Many people expea to find the most crevasses where the slope is steepest. This is not necessarily true. Crevasses generally do not form on uniform slopes (except near the edges) even if they are steep. They form where the slope changes from one value to a steeper value. Thus, on many occasions, a steep slope may contain few if any crevasses, but at the top of the slope where it levels out there may be many crevasses.

Most glaciers move from several inches to over five feet a day. This movement carries crevasses downstream from the points of their origin. However, if one looks at a crevassed area from year to year, the pattern of crevasses generally remains fairly constant and appears to remain nearly stationary because most crevasses are formed at about the same place, they grow for a while as they move down glacier, and then they close up again when they reach an area of compression.

One often hears statements something like: "This glacier must be very active as it is highly crevassed.” This statement is not necessarily true, although it is often justified. There are several reasons why glaciers are more crevassed when they are active than when they are stagnant: (1) Active glaciers are fast moving, so crevasses are formed at a faster rate than normal ; once formed they have less chance to seal up or be filled by snow. (2) If the activity is due to greater than normal accumulation, the longitudinal differential velocity is great. Tension produced by this differential velocity can cause more crevasses than normal to form or crevasses may develop in areas where they normally are absent. (3) Increased velocity of flow also causes an increased transverse differential velocity.

There is a greater than normal change in velocity between the edges and the center of the glacier.

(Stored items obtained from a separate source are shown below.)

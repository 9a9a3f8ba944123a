//! Advisory CPU pinning for bound worker threads.
//!
//! When a group is created with `binding`, each of its worker threads asks to
//! be pinned to one CPU out of the process's allowed set, assigned
//! round-robin in thread start order. Pinning is best-effort: any failure is
//! logged at `debug` and the thread runs unpinned.

#[cfg(target_os = "linux")]
pub(crate) fn bind_current_thread(loop_name: &str) {
    use std::sync::atomic::{AtomicUsize, Ordering};

    use nix::sched::{sched_getaffinity, sched_setaffinity, CpuSet};
    use nix::unistd::{gettid, Pid};

    static NEXT_CPU: AtomicUsize = AtomicUsize::new(0);

    let allowed = match sched_getaffinity(Pid::from_raw(0)) {
        Ok(set) => set,
        Err(e) => {
            log::debug!("{}: could not read the allowed cpu set: {}", loop_name, e);
            return;
        }
    };

    let cpus: Vec<usize> = (0..CpuSet::count())
        .filter(|&i| allowed.is_set(i).unwrap_or(false))
        .collect();
    if cpus.is_empty() {
        return;
    }

    let cpu = cpus[NEXT_CPU.fetch_add(1, Ordering::Relaxed) % cpus.len()];
    let mut set = CpuSet::new();
    if set.set(cpu).is_err() {
        return;
    }

    match sched_setaffinity(gettid(), &set) {
        Ok(()) => log::debug!("{}: pinned to cpu {}", loop_name, cpu),
        Err(e) => log::debug!("{}: could not pin to cpu {}: {}", loop_name, cpu, e),
    }
}

#[cfg(not(target_os = "linux"))]
pub(crate) fn bind_current_thread(_loop_name: &str) {}
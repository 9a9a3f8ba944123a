use std::fmt;

use crate::handler::EventHandler;

/// Returned when a handler cannot be accepted because the target loop (or
/// the whole group) has been closed. The rejected handler is handed back to
/// the caller rather than silently dropped.
pub struct AddHandlerError(pub Box<dyn EventHandler>);

impl AddHandlerError {
    /// Recover the handler that was refused.
    pub fn into_handler(self) -> Box<dyn EventHandler> {
        self.0
    }
}

impl fmt::Debug for AddHandlerError {
    fn fmt(&self, f: &mut fmt::Formatter) -> fmt::Result {
        f.debug_tuple("AddHandlerError")
            .field(&self.0.name())
            .finish()
    }
}

impl fmt::Display for AddHandlerError {
    fn fmt(&self, f: &mut fmt::Formatter) -> fmt::Result {
        write!(
            f,
            "cannot add handler {:?}: the event loop is closed",
            self.0.name()
        )
    }
}

impl std::error::Error for AddHandlerError {}
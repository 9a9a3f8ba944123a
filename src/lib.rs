//! A multi-loop cooperative event scheduler for latency-sensitive workloads.
//!
//! Work is submitted as [`EventHandler`]s: small units that each perform one
//! short, non-blocking step per [`action()`](EventHandler::action) call. An
//! [`EventGroup`] dispatches every handler to exactly one of a small, fixed
//! set of single-threaded worker loops, chosen by the handler's declared
//! [`Priority`]:
//!
//! - `High`, `Medium`, `Timer` and `Daemon` handlers share the **core** loop;
//! - `Blocking` handlers, which are allowed to stall their thread, get a
//!   dedicated **blocking** loop;
//! - `Replication` handlers get a lazily created **replication** loop;
//! - `Concurrent` handlers are spread by their identity hash over a lazily
//!   populated pool of loops sized from the CPU count;
//! - `Monitor` handlers run on the **monitor** loop alongside the group's
//!   own probes.
//!
//! Within one loop, handlers are strictly serialized and never see
//! concurrency with each other; across loops everything runs in parallel.
//! An idle loop backs off through an adaptive [`Pauser`] (spin, then yield,
//! then park), and [`EventGroup::unpause`] is the cheap cross-thread signal
//! that new work is ready for the core loop.
//!
//! Liveness is watched rather than enforced: every worker publishes the
//! wall-clock millisecond at which its current handler step began, and a
//! [`LoopBlockMonitor`] probe on the monitor loop turns steps that never
//! return into diagnostic log dumps. There is no preemption and no
//! per-handler timeout; a handler that blocks its loop is reported, not
//! killed.
//!
//! ```
//! use std::sync::Arc;
//! use std::sync::atomic::{AtomicU32, Ordering};
//!
//! use eventgroup::{EventGroup, EventHandler, HandlerError};
//!
//! struct Ticker(Arc<AtomicU32>);
//!
//! impl EventHandler for Ticker {
//!     fn action(&mut self) -> Result<bool, HandlerError> {
//!         if self.0.fetch_add(1, Ordering::Relaxed) + 1 == 10 {
//!             // a handler retires by reporting itself done
//!             return Err(HandlerError::Done);
//!         }
//!         Ok(true)
//!     }
//!
//!     fn name(&self) -> &str {
//!         "ticker"
//!     }
//! }
//!
//! let ticks = Arc::new(AtomicU32::new(0));
//! let group = EventGroup::new(false);
//! group.start();
//! group.add_handler(Box::new(Ticker(Arc::clone(&ticks)))).unwrap();
//!
//! while ticks.load(Ordering::Relaxed) < 10 {
//!     std::thread::yield_now();
//! }
//! group.close();
//! ```

mod affinity;
pub mod config;
mod error;
mod event_loop;
mod group;
mod handler;
mod monitor;
mod pauser;

pub use error::AddHandlerError;
pub use event_loop::{EventLoop, LoopHandle, LOOP_IDLE, LOOP_QUIET, LOOP_TERMINATED};
pub use group::{conc_slot, EventGroup};
pub use handler::{EventHandler, HandlerError, Priority};
pub use monitor::{LoopBlockMonitor, PauserMonitor};
pub use pauser::{LongPauser, PauseStats, Pauser};
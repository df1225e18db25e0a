use thiserror::Error;

#[derive(Debug, Error)]
pub enum Error {
    #[error(transparent)]
    StoreError(#[from] resque_store::Error),

    #[error(transparent)]
    SerdeJsonError(#[from] serde_json::Error),

    #[error("could not find a handler for job class {0}")]
    UnknownClass(String),

    #[error("Job Error: {0}")]
    JobError(anyhow::Error),
}
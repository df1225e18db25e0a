use thiserror::Error;

#[derive(Debug, Error)]
pub enum Error {
    #[error("Redis error {0}")]
    RedisError(#[from] redis::RedisError),

    #[error("Redis connection error {0}")]
    RedisPoolError(#[from] deadpool::managed::PoolError<::redis::RedisError>),

    #[error("Redis pool creation error {0}")]
    RedisPoolCreationError(#[from] deadpool_redis::CreatePoolError),

    #[error("Database Configuration Error: {0}")]
    ConfigError(String),

    #[error("command cancelled")]
    Cancelled,
}
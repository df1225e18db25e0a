use std::{env, ops::Deref, sync::Arc};

use crate::error::Error;

/// A cheaply-cloneable handle to a pool of Redis connections.
///
/// This is the only piece of global mutable state the core depends on; everything else
/// (handlers, plugins, the queue list) is read-only for the lifetime of a poll loop.
#[derive(Clone)]
pub struct RedisPool(Arc<RedisPoolInner>);

struct RedisPoolInner {
    pool: deadpool_redis::Pool,
}

impl Deref for RedisPool {
    type Target = deadpool_redis::Pool;

    fn deref(&self) -> &Self::Target {
        &self.0.pool
    }
}

impl RedisPool {
    /// Create a pool from an explicit connection string, falling back to `REDIS_URL`.
    pub fn new(connection: Option<String>) -> Result<RedisPool, Error> {
        let redis_host = connection
            .or_else(|| env::var("REDIS_URL").ok())
            .ok_or_else(|| Error::ConfigError("REDIS_URL is required".to_string()))?;

        let pool = deadpool_redis::Config {
            url: Some(redis_host),
            connection: None,
            pool: None,
        }
        .create_pool()?;

        Ok(RedisPool(Arc::new(RedisPoolInner { pool })))
    }

    pub fn pool(&self) -> &deadpool_redis::Pool {
        &self.0.pool
    }

    pub async fn get(&self) -> Result<deadpool_redis::Connection, Error> {
        self.0.pool.get().await.map_err(Error::from)
    }
}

This produces increased shearing stresses. (4) Increased activity in glaciers is often accompanied by waves of ice. The bulges created by the waves put a tension on the surface which results in many crevasses. (5) The properties of ice depend upon the speed of deformation. Ice is brittle to a hammer blow, but it can be deformed to the extent of hundreds of percent by mild stresses which act for a period of months. Thus, as a glacier moves down a rough bed, the ice may have time to flow over humps or small cliffs without forming crevasses if the rate of flow is slow enough. However, when the ice moves faster, time may not be available for deformation to occur, so crevasses are formed which relieve the built-up stresses. Ice is not the only material which shows this "viscoelastic” behavior ; many plastics, pitch, etc., are ductile to slowly applied forces, but brittle to rapidly applied forces.

Next time you look down on a glacier from a mountain top, notice the various patterns formed by the crevasses. Would you have predicted these from the topography? With a little practice you will be able to correlate the crevasse patterns with changes of slope of the glacier, underground topography, and changes in width or curvature of the glacier. At the same time you will find you appreciate your climbing more.

Bibliography

J. F. Nye, "The Mechanics of Glacier Flow,” Journal of Glaciology, 1952, vol. 2, pp. 82-93. Also: Proceedings of the Royal Society (London), 1951, vol. 207A, pp. 554-572.

L. E. Nielsen, "Regimen and Flow of Ice in Equilibrium Glaciers,” Geological Society of America Bulletin, 1955, vol. 66, pp. 1-8. Also: "Flow Patterns in Glacier Ice,” Journal of Applied Physics, 1956, vol. 27, pp. 448-453.

* Based in part on a lecture given before S.I.P.R.E., U. S. Army, Corps of Engineers, at Northwestern University, April 5, 1957.

† Bibliography at end of article.

*Plate 24, opposite page 74.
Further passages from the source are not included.